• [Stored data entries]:
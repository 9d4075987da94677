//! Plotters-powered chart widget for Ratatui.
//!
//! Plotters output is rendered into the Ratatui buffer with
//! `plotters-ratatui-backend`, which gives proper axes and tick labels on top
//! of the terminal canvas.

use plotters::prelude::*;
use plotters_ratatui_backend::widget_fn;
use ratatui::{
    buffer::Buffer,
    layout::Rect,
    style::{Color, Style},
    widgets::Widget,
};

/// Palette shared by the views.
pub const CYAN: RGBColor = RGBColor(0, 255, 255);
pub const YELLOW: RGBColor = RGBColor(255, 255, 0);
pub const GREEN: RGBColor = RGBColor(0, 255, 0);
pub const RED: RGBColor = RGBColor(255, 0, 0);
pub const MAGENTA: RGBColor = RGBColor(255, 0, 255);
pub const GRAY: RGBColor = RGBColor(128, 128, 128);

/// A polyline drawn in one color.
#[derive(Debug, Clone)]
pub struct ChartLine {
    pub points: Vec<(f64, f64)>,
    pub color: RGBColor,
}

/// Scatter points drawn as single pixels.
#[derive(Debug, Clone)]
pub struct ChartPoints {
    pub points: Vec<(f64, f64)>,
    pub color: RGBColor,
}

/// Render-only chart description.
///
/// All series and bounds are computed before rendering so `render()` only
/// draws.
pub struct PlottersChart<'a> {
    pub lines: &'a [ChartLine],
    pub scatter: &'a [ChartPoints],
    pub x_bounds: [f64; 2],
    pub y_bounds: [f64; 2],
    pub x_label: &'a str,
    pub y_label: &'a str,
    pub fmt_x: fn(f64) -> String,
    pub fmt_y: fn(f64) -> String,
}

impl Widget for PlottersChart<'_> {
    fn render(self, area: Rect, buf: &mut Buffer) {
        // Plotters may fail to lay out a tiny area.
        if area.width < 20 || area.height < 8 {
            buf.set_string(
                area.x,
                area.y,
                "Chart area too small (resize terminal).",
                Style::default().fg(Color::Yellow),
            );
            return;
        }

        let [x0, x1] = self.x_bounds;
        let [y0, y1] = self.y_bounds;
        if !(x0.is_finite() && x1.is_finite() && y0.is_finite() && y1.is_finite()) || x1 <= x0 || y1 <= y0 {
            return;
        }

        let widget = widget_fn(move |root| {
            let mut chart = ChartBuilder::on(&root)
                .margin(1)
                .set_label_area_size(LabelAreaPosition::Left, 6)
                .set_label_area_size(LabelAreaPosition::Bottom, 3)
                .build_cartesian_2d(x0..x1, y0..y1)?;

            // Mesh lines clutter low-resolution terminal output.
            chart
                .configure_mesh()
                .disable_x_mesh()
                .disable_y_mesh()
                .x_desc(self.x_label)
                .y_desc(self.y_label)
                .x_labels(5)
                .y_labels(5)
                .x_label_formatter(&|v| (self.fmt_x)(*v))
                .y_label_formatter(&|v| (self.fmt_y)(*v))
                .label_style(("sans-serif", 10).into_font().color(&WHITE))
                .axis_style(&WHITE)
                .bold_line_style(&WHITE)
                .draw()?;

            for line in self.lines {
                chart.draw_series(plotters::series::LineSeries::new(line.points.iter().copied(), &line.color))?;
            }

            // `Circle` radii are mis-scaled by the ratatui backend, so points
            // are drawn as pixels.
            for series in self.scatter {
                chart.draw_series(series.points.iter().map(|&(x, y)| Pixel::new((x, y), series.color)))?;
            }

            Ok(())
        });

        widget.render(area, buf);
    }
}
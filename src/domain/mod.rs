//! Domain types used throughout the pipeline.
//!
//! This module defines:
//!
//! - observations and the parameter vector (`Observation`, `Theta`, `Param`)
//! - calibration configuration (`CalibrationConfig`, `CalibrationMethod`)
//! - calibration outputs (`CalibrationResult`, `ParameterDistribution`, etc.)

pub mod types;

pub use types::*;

• [Exercise directions]: Repeat, word for word, every line above.

• [Solution to the exercise]:
repository 9d4075987da94677
//! Plotters-powered chart widget for Ratatui.
//!
//! Plotters output is rendered into the Ratatui buffer with
//! `plotters-ratatui-backend`, which gives proper axes and tick labels on top
//! of the terminal canvas.

use plotters::prelude::*;
use plotters_ratatui_backend::widget_fn;
use ratatui::{
    buffer::Buffer,
    layout::Rect,
    style::{Color, Style},
    widgets::Widget,
};

/// Palette shared by the views.
pub const CYAN: RGBColor = RGBColor(0, 255, 255);
pub const YELLOW: RGBColor = RGBColor(255, 255, 0);
pub const GREEN: RGBColor = RGBColor(0, 255, 0);
pub const RED: RGBColor = RGBColor(255, 0, 0);
pub const MAGENTA: RGBColor = RGBColor(255, 0, 255);
pub const GRAY: RGBColor = RGBColor(128, 128, 128);

/// A polyline drawn in one color.
#[derive(Debug, Clone)]
pub struct ChartLine {
    pub points: Vec<(f64, f64)>,
    pub color: RGBColor,
}

/// Scatter points drawn as single pixels.
#[derive(Debug, Clone)]
pub struct ChartPoints {
    pub points: Vec<(f64, f64)>,
    pub color: RGBColor,
}

/// Render-only chart description.
///
/// All series and bounds are computed before rendering so `render()` only
/// draws.
pub struct PlottersChart<'a> {
    pub lines: &'a [ChartLine],
    pub scatter: &'a [ChartPoints],
    pub x_bounds: [f64; 2],
    pub y_bounds: [f64; 2],
    pub x_label: &'a str,
    pub y_label: &'a str,
    pub fmt_x: fn(f64) -> String,
    pub fmt_y: fn(f64) -> String,
}

impl Widget for PlottersChart<'_> {
    fn render(self, area: Rect, buf: &mut Buffer) {
        // Plotters may fail to lay out a tiny area.
        if area.width < 20 || area.height < 8 {
            buf.set_string(
                area.x,
                area.y,
                "Chart area too small (resize terminal).",
                Style::default().fg(Color::Yellow),
            );
            return;
        }

        let [x0, x1] = self.x_bounds;
        let [y0, y1] = self.y_bounds;
        if !(x0.is_finite() && x1.is_finite() && y0.is_finite() && y1.is_finite()) || x1 <= x0 || y1 <= y0 {
            return;
        }

        let widget = widget_fn(move |root| {
            let mut chart = ChartBuilder::on(&root)
                .margin(1)
                .set_label_area_size(LabelAreaPosition::Left, 6)
                .set_label_area_size(LabelAreaPosition::Bottom, 3)
                .build_cartesian_2d(x0..x1, y0..y1)?;

            // Mesh lines clutter low-resolution terminal output.
            chart
                .configure_mesh()
                .disable_x_mesh()
                .disable_y_mesh()
                .x_desc(self.x_label)
                .y_desc(self.y_label)
                .x_labels(5)
                .y_labels(5)
                .x_label_formatter(&|v| (self.fmt_x)(*v))
                .y_label_formatter(&|v| (self.fmt_y)(*v))
                .label_style(("sans-serif", 10).into_font().color(&WHITE))
                .axis_style(&WHITE)
                .bold_line_style(&WHITE)
                .draw()?;

            for line in self.lines {
                chart.draw_series(plotters::series::LineSeries::new(line.points.iter().copied(), &line.color))?;
            }

            // `Circle` radii are mis-scaled by the ratatui backend, so points
            // are drawn as pixels.
            for series in self.scatter {
                chart.draw_series(series.points.iter().map(|&(x, y)| Pixel::new((x, y), series.color)))?;
            }

            Ok(())
        });

        widget.render(area, buf);
    }
}
filename src/domain/mod.rs
//! Domain types used throughout the pipeline.
//!
//! This module defines:
//!
//! - observations and the parameter vector (`Observation`, `Theta`, `Param`)
//! - calibration configuration (`CalibrationConfig`, `CalibrationMethod`)
//! - calibration outputs (`CalibrationResult`, `ParameterDistribution`, etc.)

pub mod types;

pub use types::*;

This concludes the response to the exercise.